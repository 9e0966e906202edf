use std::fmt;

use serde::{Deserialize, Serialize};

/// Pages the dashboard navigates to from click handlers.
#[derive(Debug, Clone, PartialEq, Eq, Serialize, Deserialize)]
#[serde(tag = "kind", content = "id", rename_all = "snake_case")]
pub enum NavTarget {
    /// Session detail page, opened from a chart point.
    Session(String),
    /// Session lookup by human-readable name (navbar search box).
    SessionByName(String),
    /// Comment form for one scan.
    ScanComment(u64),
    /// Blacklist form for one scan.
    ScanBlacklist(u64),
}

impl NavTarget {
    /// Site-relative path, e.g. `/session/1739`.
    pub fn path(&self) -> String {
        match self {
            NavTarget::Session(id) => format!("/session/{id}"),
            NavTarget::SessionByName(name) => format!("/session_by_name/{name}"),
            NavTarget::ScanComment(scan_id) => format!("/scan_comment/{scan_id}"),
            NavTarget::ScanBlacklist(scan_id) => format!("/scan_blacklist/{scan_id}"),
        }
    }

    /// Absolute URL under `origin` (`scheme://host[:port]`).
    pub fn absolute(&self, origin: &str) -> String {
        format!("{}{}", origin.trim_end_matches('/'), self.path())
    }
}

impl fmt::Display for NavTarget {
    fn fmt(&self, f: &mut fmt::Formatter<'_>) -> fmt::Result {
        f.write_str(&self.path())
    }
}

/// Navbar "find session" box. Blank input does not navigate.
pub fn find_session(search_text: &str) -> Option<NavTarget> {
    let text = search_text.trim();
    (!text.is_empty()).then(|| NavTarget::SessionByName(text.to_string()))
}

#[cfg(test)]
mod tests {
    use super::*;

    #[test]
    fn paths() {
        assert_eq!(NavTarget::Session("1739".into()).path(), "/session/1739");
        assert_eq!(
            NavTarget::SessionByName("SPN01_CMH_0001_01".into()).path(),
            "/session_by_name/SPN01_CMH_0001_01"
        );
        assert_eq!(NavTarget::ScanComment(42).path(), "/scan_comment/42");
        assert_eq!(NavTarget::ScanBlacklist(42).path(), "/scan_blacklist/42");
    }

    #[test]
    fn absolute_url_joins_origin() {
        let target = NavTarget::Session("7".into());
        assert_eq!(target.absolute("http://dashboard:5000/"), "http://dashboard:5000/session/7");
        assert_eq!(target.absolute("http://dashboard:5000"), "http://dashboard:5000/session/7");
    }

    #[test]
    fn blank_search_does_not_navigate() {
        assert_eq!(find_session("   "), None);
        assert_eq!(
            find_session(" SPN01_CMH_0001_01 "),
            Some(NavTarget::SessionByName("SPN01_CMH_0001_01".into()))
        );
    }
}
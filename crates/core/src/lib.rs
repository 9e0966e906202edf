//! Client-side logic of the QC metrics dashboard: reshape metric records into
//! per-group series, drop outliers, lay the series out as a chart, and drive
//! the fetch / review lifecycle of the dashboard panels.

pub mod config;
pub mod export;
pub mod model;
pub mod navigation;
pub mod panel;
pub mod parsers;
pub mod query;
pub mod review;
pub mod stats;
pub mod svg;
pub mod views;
┄┄┄┄┄┄┄┄┄┄┄┄┄┄┄┄┄┄┄┄
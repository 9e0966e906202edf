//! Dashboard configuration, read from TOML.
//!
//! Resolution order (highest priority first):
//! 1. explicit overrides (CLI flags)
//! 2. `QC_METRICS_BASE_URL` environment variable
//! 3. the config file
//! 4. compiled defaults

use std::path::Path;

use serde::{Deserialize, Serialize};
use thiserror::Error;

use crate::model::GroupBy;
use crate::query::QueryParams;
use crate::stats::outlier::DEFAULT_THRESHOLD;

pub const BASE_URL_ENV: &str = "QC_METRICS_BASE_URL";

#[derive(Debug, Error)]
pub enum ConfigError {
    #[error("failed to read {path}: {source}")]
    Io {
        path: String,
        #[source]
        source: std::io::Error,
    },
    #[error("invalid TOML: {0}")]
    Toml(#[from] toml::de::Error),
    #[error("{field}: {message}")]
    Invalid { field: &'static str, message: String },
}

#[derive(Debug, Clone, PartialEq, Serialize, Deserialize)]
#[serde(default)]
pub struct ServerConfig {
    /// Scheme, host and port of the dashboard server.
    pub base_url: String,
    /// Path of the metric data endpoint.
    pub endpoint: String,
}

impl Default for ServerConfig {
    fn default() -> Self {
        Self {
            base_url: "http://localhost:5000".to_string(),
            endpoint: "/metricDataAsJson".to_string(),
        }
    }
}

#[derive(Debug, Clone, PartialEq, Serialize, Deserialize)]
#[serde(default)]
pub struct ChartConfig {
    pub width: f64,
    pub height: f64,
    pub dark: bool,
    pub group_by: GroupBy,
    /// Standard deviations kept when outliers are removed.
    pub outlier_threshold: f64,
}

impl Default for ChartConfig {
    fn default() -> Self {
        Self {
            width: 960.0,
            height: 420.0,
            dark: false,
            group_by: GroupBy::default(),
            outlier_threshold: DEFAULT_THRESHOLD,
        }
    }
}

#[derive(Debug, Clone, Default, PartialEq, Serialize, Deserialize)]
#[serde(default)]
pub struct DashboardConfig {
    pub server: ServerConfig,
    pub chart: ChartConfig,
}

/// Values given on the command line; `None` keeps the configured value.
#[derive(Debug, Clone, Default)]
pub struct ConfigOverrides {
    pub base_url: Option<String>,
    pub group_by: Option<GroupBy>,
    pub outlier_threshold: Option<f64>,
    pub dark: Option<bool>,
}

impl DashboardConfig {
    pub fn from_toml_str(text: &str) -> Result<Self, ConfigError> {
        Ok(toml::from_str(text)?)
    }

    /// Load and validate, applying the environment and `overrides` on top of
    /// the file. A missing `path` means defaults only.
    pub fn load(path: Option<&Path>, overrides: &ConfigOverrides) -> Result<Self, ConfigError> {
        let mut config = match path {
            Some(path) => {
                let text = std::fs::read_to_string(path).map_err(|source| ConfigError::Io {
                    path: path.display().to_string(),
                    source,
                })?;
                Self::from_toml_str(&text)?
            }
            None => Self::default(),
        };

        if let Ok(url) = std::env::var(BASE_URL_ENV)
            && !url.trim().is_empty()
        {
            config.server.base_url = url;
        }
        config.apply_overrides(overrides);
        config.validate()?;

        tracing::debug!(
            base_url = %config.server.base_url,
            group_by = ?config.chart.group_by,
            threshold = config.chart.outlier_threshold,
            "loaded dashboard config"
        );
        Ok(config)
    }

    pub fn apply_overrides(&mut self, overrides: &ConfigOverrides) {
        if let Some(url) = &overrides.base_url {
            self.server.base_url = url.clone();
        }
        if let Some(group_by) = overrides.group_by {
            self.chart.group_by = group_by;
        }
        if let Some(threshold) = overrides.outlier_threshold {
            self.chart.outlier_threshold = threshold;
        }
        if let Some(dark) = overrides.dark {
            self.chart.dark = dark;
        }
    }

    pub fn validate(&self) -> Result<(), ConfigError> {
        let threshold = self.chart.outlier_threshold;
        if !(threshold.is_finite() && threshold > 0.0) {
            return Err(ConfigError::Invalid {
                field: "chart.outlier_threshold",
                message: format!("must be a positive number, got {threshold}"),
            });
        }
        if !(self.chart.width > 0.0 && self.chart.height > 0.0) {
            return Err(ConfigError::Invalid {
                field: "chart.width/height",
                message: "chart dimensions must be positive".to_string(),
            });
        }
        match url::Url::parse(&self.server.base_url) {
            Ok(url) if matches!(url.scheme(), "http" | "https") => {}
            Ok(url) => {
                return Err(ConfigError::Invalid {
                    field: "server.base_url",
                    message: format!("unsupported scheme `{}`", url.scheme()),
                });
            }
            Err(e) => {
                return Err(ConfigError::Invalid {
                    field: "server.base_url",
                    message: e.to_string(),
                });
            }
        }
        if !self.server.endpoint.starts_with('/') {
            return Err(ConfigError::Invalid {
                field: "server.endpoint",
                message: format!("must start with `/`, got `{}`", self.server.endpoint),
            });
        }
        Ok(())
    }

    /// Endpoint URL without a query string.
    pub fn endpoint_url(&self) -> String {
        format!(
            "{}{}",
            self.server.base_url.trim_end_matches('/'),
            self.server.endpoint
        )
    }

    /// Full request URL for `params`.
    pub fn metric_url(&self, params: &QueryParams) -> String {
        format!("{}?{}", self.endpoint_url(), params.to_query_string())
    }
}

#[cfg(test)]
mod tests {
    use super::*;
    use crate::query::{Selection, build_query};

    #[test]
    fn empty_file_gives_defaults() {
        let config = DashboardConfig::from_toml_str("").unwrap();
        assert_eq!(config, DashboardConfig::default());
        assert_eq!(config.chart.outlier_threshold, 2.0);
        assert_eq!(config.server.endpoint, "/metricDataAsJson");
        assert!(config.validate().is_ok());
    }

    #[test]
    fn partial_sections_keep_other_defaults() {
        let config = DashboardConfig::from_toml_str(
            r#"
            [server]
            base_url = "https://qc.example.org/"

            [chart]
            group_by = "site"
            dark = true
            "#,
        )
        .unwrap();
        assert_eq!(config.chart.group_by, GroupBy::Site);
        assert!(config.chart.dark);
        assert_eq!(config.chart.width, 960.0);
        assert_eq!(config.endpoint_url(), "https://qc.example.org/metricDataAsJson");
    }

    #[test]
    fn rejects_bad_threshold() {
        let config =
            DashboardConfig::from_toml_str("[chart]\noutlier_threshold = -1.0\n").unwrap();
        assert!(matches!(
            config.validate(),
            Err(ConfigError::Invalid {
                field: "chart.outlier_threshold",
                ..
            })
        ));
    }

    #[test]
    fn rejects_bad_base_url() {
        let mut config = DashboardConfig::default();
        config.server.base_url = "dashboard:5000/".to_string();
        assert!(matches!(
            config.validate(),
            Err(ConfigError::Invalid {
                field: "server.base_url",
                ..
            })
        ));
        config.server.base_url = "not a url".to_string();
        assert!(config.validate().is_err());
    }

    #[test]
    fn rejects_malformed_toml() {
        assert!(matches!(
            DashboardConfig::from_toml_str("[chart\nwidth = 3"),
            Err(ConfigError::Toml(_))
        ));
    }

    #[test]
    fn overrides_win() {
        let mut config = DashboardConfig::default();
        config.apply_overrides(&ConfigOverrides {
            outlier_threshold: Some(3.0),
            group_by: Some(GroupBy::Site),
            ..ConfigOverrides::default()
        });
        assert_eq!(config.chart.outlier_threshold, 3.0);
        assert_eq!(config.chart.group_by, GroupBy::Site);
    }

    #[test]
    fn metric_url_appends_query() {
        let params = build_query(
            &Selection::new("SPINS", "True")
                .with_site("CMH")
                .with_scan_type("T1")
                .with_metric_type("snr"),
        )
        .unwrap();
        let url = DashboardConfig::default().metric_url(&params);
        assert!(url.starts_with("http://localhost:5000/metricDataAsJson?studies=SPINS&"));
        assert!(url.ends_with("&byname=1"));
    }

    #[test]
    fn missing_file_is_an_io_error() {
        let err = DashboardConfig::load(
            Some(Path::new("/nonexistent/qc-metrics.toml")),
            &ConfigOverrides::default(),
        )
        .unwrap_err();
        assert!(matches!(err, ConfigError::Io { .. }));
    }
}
┄┄┄┄┄┄┄┄┄┄┄┄┄┄┄┄┄┄┄┄
TASK TO CARRY OUT> From the data above, output only the lines between the line containing "impl fmt::Display for" and the line containing "let text = search_text.trim();", inclusive, exactly as written.

EXERCISE RESULT>
impl fmt::Display for NavTarget {
    fn fmt(&self, f: &mut fmt::Formatter<'_>) -> fmt::Result {
        f.write_str(&self.path())
    }
}

/// Navbar "find session" box. Blank input does not navigate.
pub fn find_session(search_text: &str) -> Option<NavTarget> {
    let text = search_text.trim();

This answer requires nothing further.